Sur le réseau, déjà 7,5 millions de moins de 13 ans sont inscrits malgré les restrictions. Un risque quant à l'exposition précoce de leur vie privée. Leur présence cependant n'est pas prise d'assaut par les marques.

Les enfants sur Facebook ne sont pas la cible des annonceurs

Si Facebook est interdit en théorie aux moins de 13 ans, une étude de Consumer Reports dévoile qu'aux Etats-Unis, ce sont 7,5 millions de personnes qui seraient membres du réseau alors qu'elles n'ont pas encore atteint cet âge. Parmi elles, 5 millions n'auraient même pas 10 ans. Le risque, selon l'étude, c'est que les enfants sont des cibles fragiles et donc plus susceptibles d'être victimes d'intimidations, de vol d'identité, ou de recevoir des malwares et des virus. Du côté des annonceurs, par contre, l'interdiction formelle de s'inscrire avant un certain âge fait qu'il n'existe pas réellement d'opérations.

Vigilance

Fabien Gagnot, directeur de clientèle dans l'agence de communication interactive You to You explique ainsi à L'Atelier que les annonceurs jouent le jeu et s'aventurent finalement rarement dans le ciblage exclusivement destiné aux enfants sur les réseaux sociaux populaires.

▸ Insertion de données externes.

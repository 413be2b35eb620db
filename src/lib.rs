//! Harvester Core Library
//!
//! This library implements the discovery-and-download pipeline for bulk
//! gallery image harvesting: given a listing-page URL following the
//! `/<name>/index.html` convention, it infers a base path and filename stem,
//! enumerates numbered candidate image URLs, checks which of them exist, and
//! downloads the confirmed ones concurrently.
//!
//! # Architecture
//!
//! The library is organized into the following modules:
//! - [`pattern`] - Listing-URL parsing into a base URL and filename stem
//! - [`discover`] - Candidate enumeration and existence probing
//! - [`download`] - Streaming HTTP fetch client and concurrent worker pool
//! - [`pipeline`] - The run-once driver tying the stages together
//! - [`progress`] - Injected progress event channel (the core never prints)
//! - [`report`] - Final success/failure tally

// Clippy lints - strict for library code
#![deny(clippy::unwrap_used)]
#![deny(clippy::expect_used)]
#![warn(clippy::pedantic)]
#![allow(clippy::module_name_repetitions)]

pub mod discover;
pub mod download;
pub mod pattern;
pub mod pipeline;
pub mod progress;
pub mod report;
#[cfg(test)]
pub mod test_support;

// Re-export commonly used types
pub use discover::{
    AdaptiveOutcome, Candidate, DEFAULT_MISS_THRESHOLD, DiscoverError, HeadProber, Probe, Prober,
    ValidationResult, bounded_candidates, discover_adaptive, validate_bounded,
};
pub use download::{
    DEFAULT_CONCURRENCY, DownloadError, DownloadOutcome, DownloadPool, EngineError, FetchClient,
};
pub use pattern::{PatternError, SourceReference, extract};
pub use pipeline::{DiscoveryMode, HarvestConfig, HarvestError, run_harvest};
pub use progress::{ProgressEvent, ProgressSink};
pub use report::RunReport;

Et préfèrent investir d'autres plates-formes, plus ciblées. "Récemment, Disney a racheté Togetherville qui est un réseau social pour enfants, mais ici,  ce sont les parents qui créent un compte pour les petits et ce dernier est relié à leur compte Facebook, en guise de contrôle", explique Fabien Gagnot. Cette démarche permettant en effet aux parents de rester informés de l'actualité numérique de leurs enfants.

Ciblage

Pour autant, les marques qui ciblent les enfants ne sont pas absentes de Facebook. Le communicant explique que ces dernières "communiquent simplement sur d'autres cibles, avec d'autres objectifs", note-t-il. Avant d'ajouter : "c'est le cas de Banania qui sera bientôt présent sur Facebook mais qui visera les plus grands, en axant davantage sur l'aspect patrimonial de la marque". A souligner que de toutes façons, d'après l'étude, les questions de sécurité face à la fragilité des enfants sur Internet concernent davantage les problématiques numériques que commerciales.